Pada sisi lainnya, Perzinahan, selalu merujuk kepada dosa seksual antara pihak yang sudah menikah dengan orang lain selain pasangan nikahnya, dan kata ini digunakan dalam Perjanjian Lama secara harafiah dan secara figuratif. Kata Ibrani yang diterjemahkan sebagai "perzinahan" secara harafiah berarti "mematahkan ikatan pernikahan." Allah menggambarkan pembelotan umat-Nya pada allah-allah lain sebagai perzinahan. Orang Yahudi dianggap sebagai pasangan nikah Tuhan, dan ketika mereka berpaling pada allah-allah bangsa lain, mereka dibandingkan dengan istri yang berzinah. Perjanjian Lama seringkali merujuk kepada berhalanya Israel seperti wanita cabul yang "melacur" dengan allah-allah lainnya (Keluaran 34:15-16; Imamat 17:7; Yehezkiel 6:9). Selebihnya, kitab Hosea menyamakan hubungan Allah dengan Israel seperti pernikahan antara nabi Hosea dan Gomer, istrinya yang berzinah. Pernikahan mereka merupakan gambaran dari dosa dan ketidak-setiaan Israel, yang berulang kali, meninggalkan suaminya yang betul (Allah) untuk berzinah secara rohani dengan allah-allah lain.

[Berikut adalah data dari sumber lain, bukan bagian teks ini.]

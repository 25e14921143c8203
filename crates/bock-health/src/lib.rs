//! # Bock Health
//!
//! Container health-check monitoring for the Bock runtime.
//!
//! ## Features
//!
//! - **Periodic probes**: one monitor task per container runs the configured
//!   test on its interval, bounded by a timeout
//! - **Docker semantics**: `starting`, `healthy`, `unhealthy` with retries,
//!   start period and start interval
//! - **Bounded history**: the last few probe results per container
//! - **Lifecycle wiring**: monitors follow runtime start, stop, pause and
//!   resume events and ignore signals sent to the container
//!
//! ## Usage
//!
//! ```no_run
//! use std::sync::Arc;
//! use std::time::Duration;
//!
//! use bock_common::ContainerId;
//! use bock_health::{HealthConfig, HostExec, MonitorRegistry, MonitorTarget, RegistryConfig};
//!
//! # async fn example() -> bock_common::BockResult<()> {
//! let registry = MonitorRegistry::new(Arc::new(HostExec::new()), RegistryConfig::default());
//!
//! let id = ContainerId::new("web")?;
//! let config = HealthConfig::shell("curl -fs http://localhost/ || exit 1")
//!     .with_interval(Duration::from_secs(10))
//!     .with_retries(3);
//! registry.start(MonitorTarget::new(id.clone()), config)?;
//!
//! let inspection = registry.snapshot(&id);
//! println!("{}", serde_json::to_string(&inspection)?);
//!
//! registry.shutdown().await;
//! # Ok(())
//! # }
//! ```

#![warn(missing_docs)]

pub mod cli;
pub mod config;
pub mod events;
pub mod exec;
pub mod inspect;
pub mod log;
pub mod monitor;
pub mod probe;
pub mod registry;
pub mod settings;
pub mod state;

#[cfg(test)]
mod test_support;

pub use config::{HealthConfig, HealthTest};
pub use events::{EventBus, HealthEvent, RuntimeEvent};
pub use exec::{ContainerExec, DynContainerExec, ExecOutput, ExecRequest, HostExec, NsenterExec};
pub use inspect::{HealthInspection, HealthStatusView};
pub use monitor::{Monitor, MonitorTarget};
pub use probe::{ProbeExecutor, ProbeOutcome, ProbeResult};
pub use registry::MonitorRegistry;
pub use settings::RegistryConfig;
pub use state::{HealthState, HealthStatus};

Di dalam Perjanjian Baru, dua kata Yunani diterjemahkan sebagai "berzinah," dan dalam konteksnya, merujuk secara harafiah pada dosa seksual yang melibatkan pihak yang sudah menikah. Satu-satunya pengecualian di antaranya dapat ditemukan dalam surat kepada gereja di Tiatira yang dikecam karena mereka telah "membiarkan wanita Izebel, yang menyebut dirinya nabiah" (Wahyu 2:20). Wanita ini menyebabkan gereja jatuh ke dalam keasusilaan dan praktik berhala dan siapapun yang tergoda oleh doktrin palsunya dinyatakan telah melakukan perzinahan dengannya.